Provided entries START
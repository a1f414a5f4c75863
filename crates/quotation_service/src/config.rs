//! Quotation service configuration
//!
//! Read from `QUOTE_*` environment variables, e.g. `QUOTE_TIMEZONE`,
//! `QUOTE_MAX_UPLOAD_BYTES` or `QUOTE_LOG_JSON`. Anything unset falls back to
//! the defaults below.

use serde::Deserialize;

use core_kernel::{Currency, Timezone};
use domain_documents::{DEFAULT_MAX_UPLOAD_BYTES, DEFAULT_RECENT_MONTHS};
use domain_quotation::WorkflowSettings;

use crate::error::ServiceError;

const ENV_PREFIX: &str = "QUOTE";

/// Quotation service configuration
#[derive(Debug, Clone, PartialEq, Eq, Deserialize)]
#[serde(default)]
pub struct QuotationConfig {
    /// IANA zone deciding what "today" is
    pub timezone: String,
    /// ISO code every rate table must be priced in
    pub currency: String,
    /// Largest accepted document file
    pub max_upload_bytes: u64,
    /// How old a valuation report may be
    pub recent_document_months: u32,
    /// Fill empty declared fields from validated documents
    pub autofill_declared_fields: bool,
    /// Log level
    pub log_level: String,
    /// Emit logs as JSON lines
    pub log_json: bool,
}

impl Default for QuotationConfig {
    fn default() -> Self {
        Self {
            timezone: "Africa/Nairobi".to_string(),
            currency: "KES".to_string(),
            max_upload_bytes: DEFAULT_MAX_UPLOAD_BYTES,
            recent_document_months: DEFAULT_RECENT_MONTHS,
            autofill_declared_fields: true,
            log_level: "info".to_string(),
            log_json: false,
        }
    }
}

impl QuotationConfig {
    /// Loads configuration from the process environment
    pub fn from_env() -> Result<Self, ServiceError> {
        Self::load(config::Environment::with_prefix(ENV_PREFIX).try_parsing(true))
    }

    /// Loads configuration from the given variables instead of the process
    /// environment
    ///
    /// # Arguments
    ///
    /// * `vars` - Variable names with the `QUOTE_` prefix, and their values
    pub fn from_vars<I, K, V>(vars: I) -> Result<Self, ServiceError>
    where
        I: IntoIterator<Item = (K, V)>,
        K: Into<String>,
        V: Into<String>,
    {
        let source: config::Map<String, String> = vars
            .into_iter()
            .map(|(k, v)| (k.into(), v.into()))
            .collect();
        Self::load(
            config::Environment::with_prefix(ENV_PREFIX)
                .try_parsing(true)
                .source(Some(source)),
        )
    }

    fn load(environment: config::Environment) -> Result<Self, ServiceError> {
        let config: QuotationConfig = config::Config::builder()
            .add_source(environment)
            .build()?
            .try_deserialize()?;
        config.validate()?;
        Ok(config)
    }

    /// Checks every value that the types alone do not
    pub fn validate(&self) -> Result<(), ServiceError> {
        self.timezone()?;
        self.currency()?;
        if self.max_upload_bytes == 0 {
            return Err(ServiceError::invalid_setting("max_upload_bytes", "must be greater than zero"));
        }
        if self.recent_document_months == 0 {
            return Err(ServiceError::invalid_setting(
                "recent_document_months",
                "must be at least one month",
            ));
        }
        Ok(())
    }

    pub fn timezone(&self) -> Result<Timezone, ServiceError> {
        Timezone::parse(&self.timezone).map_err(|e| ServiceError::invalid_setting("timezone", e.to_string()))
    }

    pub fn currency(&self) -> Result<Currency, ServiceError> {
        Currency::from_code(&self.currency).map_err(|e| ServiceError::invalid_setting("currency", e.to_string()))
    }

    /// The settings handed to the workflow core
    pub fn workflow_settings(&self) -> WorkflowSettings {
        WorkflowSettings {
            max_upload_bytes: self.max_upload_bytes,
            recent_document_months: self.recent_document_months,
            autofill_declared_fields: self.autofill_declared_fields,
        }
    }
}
Provided entries END
Provided entries START
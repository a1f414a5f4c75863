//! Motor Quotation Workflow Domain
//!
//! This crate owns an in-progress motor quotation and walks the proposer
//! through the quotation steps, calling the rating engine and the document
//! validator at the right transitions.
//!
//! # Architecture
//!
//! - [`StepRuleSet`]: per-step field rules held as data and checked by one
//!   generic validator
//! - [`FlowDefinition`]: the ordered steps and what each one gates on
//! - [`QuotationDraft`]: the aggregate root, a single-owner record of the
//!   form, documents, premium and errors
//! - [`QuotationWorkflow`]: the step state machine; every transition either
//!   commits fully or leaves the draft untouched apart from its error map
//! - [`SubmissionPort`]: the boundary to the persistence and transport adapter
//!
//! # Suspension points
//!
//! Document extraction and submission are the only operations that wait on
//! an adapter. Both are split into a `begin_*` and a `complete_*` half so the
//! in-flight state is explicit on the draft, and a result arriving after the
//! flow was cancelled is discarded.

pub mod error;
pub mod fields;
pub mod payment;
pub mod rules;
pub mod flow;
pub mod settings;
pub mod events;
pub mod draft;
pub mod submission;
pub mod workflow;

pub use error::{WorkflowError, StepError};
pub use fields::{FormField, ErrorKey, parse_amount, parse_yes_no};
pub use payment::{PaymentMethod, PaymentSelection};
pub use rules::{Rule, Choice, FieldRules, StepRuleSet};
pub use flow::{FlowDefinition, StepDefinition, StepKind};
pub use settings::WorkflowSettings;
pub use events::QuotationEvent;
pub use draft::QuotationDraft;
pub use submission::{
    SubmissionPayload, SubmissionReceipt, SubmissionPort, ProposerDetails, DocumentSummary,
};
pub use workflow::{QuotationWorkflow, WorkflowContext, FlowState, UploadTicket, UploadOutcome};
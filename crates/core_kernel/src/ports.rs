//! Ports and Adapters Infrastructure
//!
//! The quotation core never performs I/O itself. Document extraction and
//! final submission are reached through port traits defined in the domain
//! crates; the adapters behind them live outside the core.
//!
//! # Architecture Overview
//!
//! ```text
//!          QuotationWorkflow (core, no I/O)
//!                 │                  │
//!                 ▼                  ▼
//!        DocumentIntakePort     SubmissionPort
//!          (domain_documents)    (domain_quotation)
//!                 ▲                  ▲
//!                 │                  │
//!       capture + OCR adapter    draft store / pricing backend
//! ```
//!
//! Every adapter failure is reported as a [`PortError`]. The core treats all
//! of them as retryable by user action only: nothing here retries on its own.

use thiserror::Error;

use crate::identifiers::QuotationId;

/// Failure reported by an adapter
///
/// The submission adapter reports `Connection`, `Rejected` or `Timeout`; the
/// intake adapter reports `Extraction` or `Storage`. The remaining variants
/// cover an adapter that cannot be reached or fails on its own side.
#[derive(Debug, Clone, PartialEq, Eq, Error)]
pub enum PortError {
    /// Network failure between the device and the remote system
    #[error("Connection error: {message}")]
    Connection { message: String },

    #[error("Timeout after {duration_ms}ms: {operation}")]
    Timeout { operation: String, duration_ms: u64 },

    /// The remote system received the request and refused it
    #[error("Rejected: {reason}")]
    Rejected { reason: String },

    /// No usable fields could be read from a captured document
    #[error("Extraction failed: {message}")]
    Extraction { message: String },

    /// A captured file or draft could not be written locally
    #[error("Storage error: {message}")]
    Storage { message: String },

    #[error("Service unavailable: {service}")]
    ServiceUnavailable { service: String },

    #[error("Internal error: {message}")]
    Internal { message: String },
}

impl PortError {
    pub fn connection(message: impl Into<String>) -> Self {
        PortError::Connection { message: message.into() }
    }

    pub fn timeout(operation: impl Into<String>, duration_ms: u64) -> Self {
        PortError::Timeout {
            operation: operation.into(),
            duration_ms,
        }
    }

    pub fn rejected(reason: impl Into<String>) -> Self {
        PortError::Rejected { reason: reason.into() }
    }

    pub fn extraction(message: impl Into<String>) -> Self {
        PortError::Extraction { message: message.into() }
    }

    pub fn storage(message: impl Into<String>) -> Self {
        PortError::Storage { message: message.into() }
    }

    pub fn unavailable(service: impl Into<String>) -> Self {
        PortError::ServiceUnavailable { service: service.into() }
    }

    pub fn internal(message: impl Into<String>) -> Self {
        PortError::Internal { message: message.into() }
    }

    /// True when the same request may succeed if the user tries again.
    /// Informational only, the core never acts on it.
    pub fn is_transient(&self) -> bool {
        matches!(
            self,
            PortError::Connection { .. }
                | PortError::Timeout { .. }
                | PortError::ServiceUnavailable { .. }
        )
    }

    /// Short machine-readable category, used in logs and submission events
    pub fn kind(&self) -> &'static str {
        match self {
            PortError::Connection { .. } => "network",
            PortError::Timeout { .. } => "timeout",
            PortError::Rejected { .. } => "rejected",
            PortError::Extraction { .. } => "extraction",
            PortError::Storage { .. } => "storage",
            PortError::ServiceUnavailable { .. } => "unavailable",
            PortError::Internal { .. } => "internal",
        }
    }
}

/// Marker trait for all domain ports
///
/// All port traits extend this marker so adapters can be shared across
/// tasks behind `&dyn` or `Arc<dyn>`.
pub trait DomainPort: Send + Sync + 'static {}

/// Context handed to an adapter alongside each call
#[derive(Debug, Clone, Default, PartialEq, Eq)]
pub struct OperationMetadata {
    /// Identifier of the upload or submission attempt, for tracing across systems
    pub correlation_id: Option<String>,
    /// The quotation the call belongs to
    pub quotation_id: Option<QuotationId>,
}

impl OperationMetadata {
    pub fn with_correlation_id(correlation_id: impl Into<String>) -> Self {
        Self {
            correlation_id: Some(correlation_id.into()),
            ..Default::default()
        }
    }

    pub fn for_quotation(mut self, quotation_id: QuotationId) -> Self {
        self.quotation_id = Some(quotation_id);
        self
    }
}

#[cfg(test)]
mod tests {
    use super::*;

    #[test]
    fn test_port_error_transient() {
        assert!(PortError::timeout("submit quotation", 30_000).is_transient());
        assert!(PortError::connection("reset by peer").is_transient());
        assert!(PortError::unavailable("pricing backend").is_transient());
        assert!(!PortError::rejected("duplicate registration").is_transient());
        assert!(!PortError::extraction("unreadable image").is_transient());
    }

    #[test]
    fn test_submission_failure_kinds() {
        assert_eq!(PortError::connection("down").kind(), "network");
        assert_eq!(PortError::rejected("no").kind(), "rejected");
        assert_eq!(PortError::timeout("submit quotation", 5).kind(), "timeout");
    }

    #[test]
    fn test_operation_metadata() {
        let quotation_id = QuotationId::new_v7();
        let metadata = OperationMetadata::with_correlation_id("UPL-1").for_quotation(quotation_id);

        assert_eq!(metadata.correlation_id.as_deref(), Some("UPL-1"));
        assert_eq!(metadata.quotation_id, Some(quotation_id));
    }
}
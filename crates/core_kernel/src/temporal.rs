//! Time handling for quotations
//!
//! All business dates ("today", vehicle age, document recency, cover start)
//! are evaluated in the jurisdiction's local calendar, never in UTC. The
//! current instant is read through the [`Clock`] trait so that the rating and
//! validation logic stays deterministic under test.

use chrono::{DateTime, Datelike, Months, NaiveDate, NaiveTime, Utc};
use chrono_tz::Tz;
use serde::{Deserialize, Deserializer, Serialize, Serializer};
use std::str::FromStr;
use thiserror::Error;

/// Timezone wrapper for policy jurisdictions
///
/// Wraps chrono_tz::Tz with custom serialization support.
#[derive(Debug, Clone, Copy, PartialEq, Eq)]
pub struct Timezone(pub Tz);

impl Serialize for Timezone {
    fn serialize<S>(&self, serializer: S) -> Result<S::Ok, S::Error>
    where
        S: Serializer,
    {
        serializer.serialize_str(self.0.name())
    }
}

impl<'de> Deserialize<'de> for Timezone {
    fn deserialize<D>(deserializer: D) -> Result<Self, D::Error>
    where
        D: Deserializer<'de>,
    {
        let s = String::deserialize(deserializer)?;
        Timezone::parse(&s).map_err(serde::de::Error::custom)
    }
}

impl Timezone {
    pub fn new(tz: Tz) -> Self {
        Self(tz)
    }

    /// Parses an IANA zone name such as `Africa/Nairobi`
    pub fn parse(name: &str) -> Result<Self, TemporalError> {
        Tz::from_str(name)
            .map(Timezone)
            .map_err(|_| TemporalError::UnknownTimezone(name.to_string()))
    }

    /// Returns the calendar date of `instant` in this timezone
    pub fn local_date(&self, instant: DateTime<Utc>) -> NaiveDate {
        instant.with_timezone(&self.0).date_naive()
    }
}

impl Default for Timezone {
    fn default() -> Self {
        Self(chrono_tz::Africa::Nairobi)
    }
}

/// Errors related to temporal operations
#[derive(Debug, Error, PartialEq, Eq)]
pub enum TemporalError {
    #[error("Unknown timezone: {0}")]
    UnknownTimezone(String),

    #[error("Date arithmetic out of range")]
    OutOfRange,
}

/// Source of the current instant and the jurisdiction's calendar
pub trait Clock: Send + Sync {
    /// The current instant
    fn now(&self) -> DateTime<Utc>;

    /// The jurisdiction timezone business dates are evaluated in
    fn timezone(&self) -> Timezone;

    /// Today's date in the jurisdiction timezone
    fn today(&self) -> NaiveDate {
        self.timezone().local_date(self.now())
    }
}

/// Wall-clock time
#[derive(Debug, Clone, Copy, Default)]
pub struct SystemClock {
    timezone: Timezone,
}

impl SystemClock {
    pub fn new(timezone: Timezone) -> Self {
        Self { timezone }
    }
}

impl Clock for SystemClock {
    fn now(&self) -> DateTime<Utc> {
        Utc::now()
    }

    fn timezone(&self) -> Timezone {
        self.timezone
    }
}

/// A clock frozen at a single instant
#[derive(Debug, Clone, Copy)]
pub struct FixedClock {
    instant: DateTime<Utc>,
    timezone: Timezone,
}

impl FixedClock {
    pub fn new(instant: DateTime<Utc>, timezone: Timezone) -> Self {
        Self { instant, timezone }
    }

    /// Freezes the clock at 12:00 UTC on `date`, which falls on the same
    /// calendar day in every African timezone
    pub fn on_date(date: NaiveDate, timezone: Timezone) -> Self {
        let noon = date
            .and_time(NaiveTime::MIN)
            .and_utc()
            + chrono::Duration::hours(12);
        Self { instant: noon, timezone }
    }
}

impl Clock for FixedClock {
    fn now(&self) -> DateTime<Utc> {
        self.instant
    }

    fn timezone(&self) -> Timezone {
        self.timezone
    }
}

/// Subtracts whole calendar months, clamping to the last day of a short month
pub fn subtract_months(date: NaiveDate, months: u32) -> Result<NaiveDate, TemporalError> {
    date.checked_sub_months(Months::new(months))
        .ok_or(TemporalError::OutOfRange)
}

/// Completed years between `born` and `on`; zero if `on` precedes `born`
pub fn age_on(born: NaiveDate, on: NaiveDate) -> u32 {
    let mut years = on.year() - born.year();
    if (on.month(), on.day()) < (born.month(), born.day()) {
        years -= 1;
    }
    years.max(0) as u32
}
Provided entries END
▸ **Requirement**
The answer must be a single number: how many lines of the data hold the word "DateTime".

▸ **Answer to this exercise**
7